Le problème, c’est que le Standard n’avait plus qu’un seul attaquant si tu partais.

DECAMARGO : OK, mais ça, ils le savaient avant que je prenne l’avion. D’ailleurs, je n’avais pas compris pourquoi Duchâtelet me laissait partir au Qatar alors qu’il venait justement de rapatrier Imoh Ezekiel pour qu’on joue tous les deux devant. Personne ne comprenait, d’ailleurs. D’un point de vue sportif, ça n’avait aucun sens. En tout cas, après cette histoire, ce n’était plus possible que ma relation avec le club reste la même.
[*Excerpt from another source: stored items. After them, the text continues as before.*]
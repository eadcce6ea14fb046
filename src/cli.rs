//! CLI definition and dispatch.

use chrono::{DateTime, Utc};
use clap::{Parser, Subcommand};
use std::collections::{BTreeMap, BTreeSet};
use std::path::{Path, PathBuf};
use std::process::ExitCode;

use crate::adapters::csv_adapter::CsvAssignmentAdapter;
use crate::adapters::file_config_adapter::FileConfigAdapter;
use crate::adapters::json_feed_adapter::JsonFeedAdapter;
use crate::adapters::sqlite_adapter::SqliteAdapter;
use crate::domain::attribution::StrategyAttributor;
use crate::domain::config_validation::{build_engine_config, EngineConfig};
use crate::domain::error::ReconError;
use crate::domain::matrix::{build_strategy_matrix, MatrixRow};
use crate::domain::performance::{strategy_performance, symbol_performance, GroupPerformance, TradeStats};
use crate::domain::reconcile::{aggregate_wallet, open_positions, reconcile_all, BatchReport};
use crate::domain::snapshot::WalletId;
use crate::domain::symbol::validate_symbol;
use crate::domain::timeutil::parse_timestamp;
use crate::logging::{init_logging, LoggingConfig};
use crate::ports::feed_port::{AssignmentSource, FeedPort};
use crate::ports::store_port::LedgerStore;

#[derive(Parser, Debug)]
#[command(name = "posrecon", about = "Exchange position and trade reconciliation")]
pub struct Cli {
    #[command(subcommand)]
    pub command: Command,
}

#[derive(Subcommand, Debug)]
pub enum Command {
    /// Create the ledger schema
    InitDb {
        #[arg(short, long)]
        config: PathBuf,
    },
    /// Reconcile one or more refresh cycles from a JSON feed file
    Refresh {
        #[arg(short, long)]
        config: PathBuf,
        #[arg(long)]
        feed: PathBuf,
    },
    /// Rebuild aggregated trades from stored legs
    Aggregate {
        #[arg(short, long)]
        config: PathBuf,
        #[arg(long)]
        wallet: Option<WalletId>,
    },
    /// Show the strategy assigned to a wallet/symbol at a point in time
    Resolve {
        #[arg(short, long)]
        config: PathBuf,
        #[arg(long)]
        wallet: WalletId,
        #[arg(long)]
        symbol: String,
        #[arg(long, value_parser = parse_time_arg)]
        at: Option<DateTime<Utc>>,
    },
    /// Import strategies and assignments from a CSV export
    ImportAssignments {
        #[arg(short, long)]
        config: PathBuf,
        #[arg(long)]
        csv: PathBuf,
    },
    /// Mark an assignment ended
    EndAssignment {
        #[arg(short, long)]
        config: PathBuf,
        #[arg(long)]
        id: i64,
        #[arg(long, value_parser = parse_time_arg)]
        at: Option<DateTime<Utc>>,
    },
    /// List open positions with their strategy
    Positions {
        #[arg(short, long)]
        config: PathBuf,
        #[arg(long)]
        wallet: Option<WalletId>,
    },
    /// Realized performance over a period, overall and per strategy/symbol
    Report {
        #[arg(short, long)]
        config: PathBuf,
        #[arg(long, value_parser = parse_time_arg)]
        start: DateTime<Utc>,
        #[arg(long, value_parser = parse_time_arg)]
        end: DateTime<Utc>,
        #[arg(long)]
        wallet: Option<WalletId>,
    },
    /// Wallet x symbol strategy matrix
    Matrix {
        #[arg(short, long)]
        config: PathBuf,
    },
}

pub fn parse_time_arg(raw: &str) -> Result<DateTime<Utc>, String> {
    parse_timestamp(raw).ok_or_else(|| format!("invalid timestamp: {raw}"))
}

pub fn run(cli: Cli) -> ExitCode {
    let result = match cli.command {
        Command::InitDb { config } => run_init_db(&config),
        Command::Refresh { config, feed } => run_refresh(&config, &feed),
        Command::Aggregate { config, wallet } => run_aggregate(&config, wallet),
        Command::Resolve {
            config,
            wallet,
            symbol,
            at,
        } => run_resolve(&config, wallet, &symbol, at.unwrap_or_else(Utc::now)),
        Command::ImportAssignments { config, csv } => run_import(&config, csv),
        Command::EndAssignment { config, id, at } => {
            run_end_assignment(&config, id, at.unwrap_or_else(Utc::now))
        }
        Command::Positions { config, wallet } => run_positions(&config, wallet),
        Command::Report {
            config,
            start,
            end,
            wallet,
        } => run_report(&config, start, end, wallet),
        Command::Matrix { config } => run_matrix(&config),
    };

    match result {
        Ok(code) => code,
        Err(e) => {
            eprintln!("error: {e}");
            (&e).into()
        }
    }
}

pub fn load_config(path: &Path) -> Result<FileConfigAdapter, ReconError> {
    FileConfigAdapter::from_file(path).map_err(|e| ReconError::ConfigParse {
        file: path.display().to_string(),
        reason: e.to_string(),
    })
}

/// Everything a command needs: validated engine settings and an open,
/// schema-initialized ledger.
pub struct Context {
    pub engine: EngineConfig,
    pub store: SqliteAdapter,
}

pub fn open_context(config_path: &Path) -> Result<Context, ReconError> {
    let adapter = load_config(config_path)?;
    init_logging(&LoggingConfig::from_config(&adapter));
    let engine = build_engine_config(&adapter)?;
    let store = SqliteAdapter::from_config(&adapter)?;
    store.initialize_schema()?;
    Ok(Context { engine, store })
}

fn run_init_db(config_path: &Path) -> Result<ExitCode, ReconError> {
    open_context(config_path)?;
    eprintln!("Ledger schema ready");
    Ok(ExitCode::SUCCESS)
}

fn run_refresh(config_path: &Path, feed_path: &Path) -> Result<ExitCode, ReconError> {
    let ctx = open_context(config_path)?;
    let feed = JsonFeedAdapter::new(feed_path.to_path_buf());
    let batch = run_refresh_pipeline(&ctx.engine, &ctx.store, &feed)?;

    for cycle in &batch.cycles {
        println!(
            "wallet {:>6}: {} snapshots, {} closed, {} legs, {} trades new, {} updated, {} failures",
            cycle.wallet_id,
            cycle.snapshots_recorded,
            cycle.sessions_closed,
            cycle.legs_upserted,
            cycle.aggregation.trades_inserted,
            cycle.aggregation.trades_updated,
            cycle.failure_count()
        );
    }
    for (wallet_id, err) in &batch.failed_wallets {
        eprintln!("wallet {wallet_id} failed: {err}");
    }

    Ok(match batch.failed_wallets.first() {
        Some((_, err)) => err.into(),
        None => ExitCode::SUCCESS,
    })
}

pub fn run_refresh_pipeline(
    engine: &EngineConfig,
    store: &dyn LedgerStore,
    feed: &dyn FeedPort,
) -> Result<BatchReport, ReconError> {
    let cycles = feed.load_cycles()?;
    tracing::info!(cycles = cycles.len(), "refresh started");
    Ok(reconcile_all(engine, store, &cycles))
}

fn run_aggregate(config_path: &Path, wallet: Option<WalletId>) -> Result<ExitCode, ReconError> {
    let ctx = open_context(config_path)?;
    let known = ctx.store.wallet_ids()?;
    let wallets = match wallet {
        Some(w) if known.contains(&w) => vec![w],
        Some(w) => return Err(ReconError::WalletNotFound(w)),
        None => known,
    };
    for wallet_id in wallets {
        let report = aggregate_wallet(&ctx.engine, &ctx.store, wallet_id)?;
        println!(
            "wallet {:>6}: {} new, {} updated, {} removed, {} leverage borrowed, {} positions settled, {} failures",
            wallet_id,
            report.trades_inserted,
            report.trades_updated,
            report.trades_removed,
            report.leverage_borrowed,
            report.positions_settled,
            report.failures.len()
        );
    }
    Ok(ExitCode::SUCCESS)
}

fn run_resolve(
    config_path: &Path,
    wallet: WalletId,
    symbol: &str,
    at: DateTime<Utc>,
) -> Result<ExitCode, ReconError> {
    let ctx = open_context(config_path)?;
    let symbol = validate_symbol(symbol)?;
    let attributor = StrategyAttributor::new(&ctx.store);
    match attributor.resolve(wallet, &symbol, at)? {
        Some(id) => {
            let name = attributor.strategy_name(wallet, &symbol, at)?;
            println!("{symbol} @ {}: strategy {id} ({})", at.to_rfc3339(), name.as_deref().unwrap_or("?"));
        }
        None => println!("{symbol} @ {}: unassigned", at.to_rfc3339()),
    }
    Ok(ExitCode::SUCCESS)
}

fn run_import(config_path: &Path, csv_path: PathBuf) -> Result<ExitCode, ReconError> {
    let ctx = open_context(config_path)?;
    let (strategies, assignments) =
        import_assignments(&ctx.store, &CsvAssignmentAdapter::new(csv_path))?;
    println!("Imported {strategies} strategies, {assignments} assignments");
    Ok(ExitCode::SUCCESS)
}

/// Store an operator export. Returns (strategies, assignments) written.
pub fn import_assignments(
    store: &dyn LedgerStore,
    source: &dyn AssignmentSource,
) -> Result<(usize, usize), ReconError> {
    let import = source.load_assignments()?;
    for strategy in &import.strategies {
        store.upsert_strategy(strategy)?;
    }
    for assignment in &import.assignments {
        store.insert_assignment(assignment)?;
    }
    Ok((import.strategies.len(), import.assignments.len()))
}

fn run_end_assignment(config_path: &Path, id: i64, at: DateTime<Utc>) -> Result<ExitCode, ReconError> {
    let ctx = open_context(config_path)?;
    if ctx.store.end_assignment(id, at)? {
        tracing::info!(assignment = id, at = %at, "assignment ended");
        println!("Assignment {id} ended at {}", at.to_rfc3339());
        Ok(ExitCode::SUCCESS)
    } else {
        eprintln!("error: no assignment with id {id}");
        Ok(ExitCode::from(5))
    }
}

fn run_positions(config_path: &Path, wallet: Option<WalletId>) -> Result<ExitCode, ReconError> {
    let ctx = open_context(config_path)?;
    let views = open_positions(&ctx.store, wallet, Utc::now())?;
    println!(
        "{:>6}  {:<14} {:<5} {:>12} {:>12} {:>12} {:>8} {:>12}  strategy",
        "wallet", "symbol", "side", "size", "entry", "mark", "lev", "upnl"
    );
    for v in views {
        println!(
            "{:>6}  {:<14} {:<5} {:>12.4} {:>12.4} {:>12} {:>8} {:>12}  {}",
            v.wallet_id,
            v.symbol,
            v.side.as_str(),
            v.size,
            v.entry_price,
            fmt_opt(v.mark_price, 4),
            fmt_opt(v.leverage, 2),
            fmt_opt(v.unrealized_pnl, 2),
            v.strategy_name.as_deref().unwrap_or("-")
        );
    }
    Ok(ExitCode::SUCCESS)
}

fn fmt_opt(value: Option<f64>, precision: usize) -> String {
    value.map_or_else(|| "-".to_string(), |v| format!("{v:.precision$}"))
}

/// Overall stats plus per-strategy and per-symbol breakdowns over `[start, end)`.
pub struct PerformanceReport {
    pub overall: TradeStats,
    pub by_strategy: Vec<GroupPerformance>,
    pub by_symbol: Vec<GroupPerformance>,
}

pub fn build_performance_report(
    store: &dyn LedgerStore,
    start: DateTime<Utc>,
    end: DateTime<Utc>,
    wallet: Option<WalletId>,
) -> Result<PerformanceReport, ReconError> {
    if end <= start {
        return Err(ReconError::ConfigInvalid {
            section: "report".into(),
            key: "end".into(),
            reason: "end must be after start".into(),
        });
    }
    let trades = store.aggregated_trades(wallet, Some(start), Some(end))?;
    let strategies = store.strategies()?;
    Ok(PerformanceReport {
        overall: TradeStats::compute(&trades),
        by_strategy: strategy_performance(&trades, &strategies),
        by_symbol: symbol_performance(&trades),
    })
}

fn run_report(
    config_path: &Path,
    start: DateTime<Utc>,
    end: DateTime<Utc>,
    wallet: Option<WalletId>,
) -> Result<ExitCode, ReconError> {
    let ctx = open_context(config_path)?;
    let report = build_performance_report(&ctx.store, start, end, wallet)?;

    let o = &report.overall;
    println!("Trades:        {}", o.trade_count());
    println!("Total P&L:     {:.2}", o.total_pnl);
    println!("Total fees:    {:.2}", o.total_fees);
    println!("Win rate:      {:.1}%", o.win_rate_pct);
    println!("Profit factor: {:.2}", o.profit_factor);
    println!("Avg P&L:       {:.2}", o.avg_pnl);
    println!("Avg leverage:  {}", fmt_opt(o.avg_leverage, 2));

    print_groups("Strategy", &report.by_strategy);
    print_groups("Symbol", &report.by_symbol);
    Ok(ExitCode::SUCCESS)
}

fn print_groups(title: &str, groups: &[GroupPerformance]) {
    println!();
    println!("{:<20} {:>7} {:>12} {:>8} {:>10}", title, "trades", "pnl", "win%", "avg");
    for g in groups {
        println!(
            "{:<20} {:>7} {:>12.2} {:>8.1} {:>10.2}",
            g.label,
            g.stats.trade_count(),
            g.stats.total_pnl,
            g.stats.win_rate_pct,
            g.stats.avg_pnl
        );
    }
}

/// Matrix over every wallet's traded symbols and live assignments.
pub fn build_matrix(store: &dyn LedgerStore, now: DateTime<Utc>) -> Result<Vec<MatrixRow>, ReconError> {
    let trades = store.aggregated_trades(None, None, None)?;
    let mut traded: BTreeMap<WalletId, BTreeSet<String>> = BTreeMap::new();
    for t in &trades {
        traded.entry(t.wallet_id).or_default().insert(t.symbol.clone());
    }
    for snap in store.latest_open_snapshots(None)? {
        traded.entry(snap.wallet_id).or_default().insert(snap.symbol);
    }
    Ok(build_strategy_matrix(
        &traded,
        &store.assignments(None)?,
        &store.strategies()?,
        &trades,
        now,
    ))
}

fn run_matrix(config_path: &Path) -> Result<ExitCode, ReconError> {
    let ctx = open_context(config_path)?;
    for row in build_matrix(&ctx.store, Utc::now())? {
        println!("wallet {}", row.wallet_id);
        for cell in &row.cells {
            let strategy = match (&cell.strategy_name, cell.strategy_id) {
                (Some(name), _) => name.clone(),
                (None, Some(id)) => format!("#{id}"),
                (None, None) => "-".to_string(),
            };
            println!("  {:<14} {:<20} {:>5} trades", cell.symbol, strategy, cell.trade_count);
        }
    }
    Ok(ExitCode::SUCCESS)
}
 » AVEC DUCHÂTELET, C’ÉTAIT FROID  »

Les deux titres avec le Standard resteront les plus beaux moments de ta carrière belge, quand même !

DECAMARGO : J’ai trois titres ici… (Il rigole). J’ai déjà été champion avec Genk peu de temps après mon arrivée en Belgique, en 2002. OK, je n’étais pas titulaire, très loin de là. Mais si on va revoir les statistiques, on voit qu’Igor de Camargo avait marqué un but cette saison-là…

Quand tu es revenu au Standard, après Mönchengladbach et Hoffenheim, tu as reconnu le club que tu avais quitté trois ans plus tôt ?

DECAMARGO : Oh la la… Il y a beaucoup de choses qui avaient changé. Beaucoup, beaucoup, beaucoup ! La façon de travailler était complètement différente. A l’époque de Lucien D’Onofrio, on savait qu’il était le patron mais il laissait les gens bosser. C’était familial, chaleureux. Quand je suis revenu, avec Roland Duchâtelet, c’était froid. Les supporters étaient toujours les mêmes, les meilleurs de Belgique, mais point de vue travail, le Standard était entre-temps devenu une entreprise comme les autres, c’était du pur business.

Tu étais revenu avec l’espoir de jouer la Coupe du Monde au Brésil, tu n’y es pas arrivé, tu n’as plus jamais été appelé, tu restes avec un bilan de moins de dix matches chez les Diables et pas un seul but marqué… Tu es déçu du résultat de ta naturalisation ?

DECAMARGO : C’est sûr que si j’ai quitté la Bundesliga à ce moment-là, c’est parce que j’avais la Coupe du Monde dans un coin de ma tête. Je pensais qu’en me rapprochant de Bruxelles, j’augmentais mes chances d’être sélectionné. Ça n’a pas marché, mais tout ce que j’ai fait, je l’ai fait avec le coeur, et dans le foot, on n’est pas seul à décider de son destin… Je préfère retenir que j’ai pris plein de plaisir quand je suis allé en équipe belge. On ne me l’enlèvera jamais. Et puis, le noyau qui est parti au Brésil était assez fort, non ?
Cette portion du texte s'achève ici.